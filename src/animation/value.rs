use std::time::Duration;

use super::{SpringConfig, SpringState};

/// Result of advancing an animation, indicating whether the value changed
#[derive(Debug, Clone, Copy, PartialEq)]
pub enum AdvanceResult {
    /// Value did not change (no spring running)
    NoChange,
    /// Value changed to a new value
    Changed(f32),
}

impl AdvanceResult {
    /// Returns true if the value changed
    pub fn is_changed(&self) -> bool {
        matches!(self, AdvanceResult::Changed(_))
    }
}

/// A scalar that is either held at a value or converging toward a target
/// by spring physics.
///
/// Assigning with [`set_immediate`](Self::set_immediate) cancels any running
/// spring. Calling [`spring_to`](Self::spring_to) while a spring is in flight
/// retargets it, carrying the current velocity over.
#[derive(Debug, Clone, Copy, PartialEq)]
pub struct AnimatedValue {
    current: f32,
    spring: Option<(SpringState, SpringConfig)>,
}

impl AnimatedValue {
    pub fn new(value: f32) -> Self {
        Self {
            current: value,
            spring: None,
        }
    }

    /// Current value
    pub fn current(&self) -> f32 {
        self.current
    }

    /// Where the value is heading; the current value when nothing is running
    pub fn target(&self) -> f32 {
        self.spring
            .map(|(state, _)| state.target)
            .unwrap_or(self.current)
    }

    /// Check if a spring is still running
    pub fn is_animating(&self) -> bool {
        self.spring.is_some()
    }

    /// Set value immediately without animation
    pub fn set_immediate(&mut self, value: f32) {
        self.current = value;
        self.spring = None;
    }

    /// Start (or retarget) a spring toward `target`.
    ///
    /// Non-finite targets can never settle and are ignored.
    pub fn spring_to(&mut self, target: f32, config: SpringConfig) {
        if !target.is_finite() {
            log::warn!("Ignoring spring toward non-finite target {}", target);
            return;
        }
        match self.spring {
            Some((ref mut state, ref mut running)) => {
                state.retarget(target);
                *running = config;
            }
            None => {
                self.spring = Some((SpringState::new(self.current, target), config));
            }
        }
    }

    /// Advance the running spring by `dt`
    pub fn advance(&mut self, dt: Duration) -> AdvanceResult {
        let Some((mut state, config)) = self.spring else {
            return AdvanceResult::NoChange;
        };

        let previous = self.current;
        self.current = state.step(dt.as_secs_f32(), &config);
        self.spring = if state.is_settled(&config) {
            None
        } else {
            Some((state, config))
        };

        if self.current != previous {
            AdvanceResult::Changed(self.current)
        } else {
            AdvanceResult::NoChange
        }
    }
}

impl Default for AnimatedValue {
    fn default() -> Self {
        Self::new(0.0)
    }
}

******************************

Description of the task: Would you please repeat exactly the lines above, starting at the line with "nothing is running" and stopping at the line with "let previous = self.current;", both included?

Answer:
    /// Where the value is heading; the current value when nothing is running
    pub fn target(&self) -> f32 {
        self.spring
            .map(|(state, _)| state.target)
            .unwrap_or(self.current)
    }

    /// Check if a spring is still running
    pub fn is_animating(&self) -> bool {
        self.spring.is_some()
    }

    /// Set value immediately without animation
    pub fn set_immediate(&mut self, value: f32) {
        self.current = value;
        self.spring = None;
    }

    /// Start (or retarget) a spring toward `target`.
    ///
    /// Non-finite targets can never settle and are ignored.
    pub fn spring_to(&mut self, target: f32, config: SpringConfig) {
        if !target.is_finite() {
            log::warn!("Ignoring spring toward non-finite target {}", target);
            return;
        }
        match self.spring {
            Some((ref mut state, ref mut running)) => {
                state.retarget(target);
                *running = config;
            }
            None => {
                self.spring = Some((SpringState::new(self.current, target), config));
            }
        }
    }

    /// Advance the running spring by `dt`
    pub fn advance(&mut self, dt: Duration) -> AdvanceResult {
        let Some((mut state, config)) = self.spring else {
            return AdvanceResult::NoChange;
        };

        let previous = self.current;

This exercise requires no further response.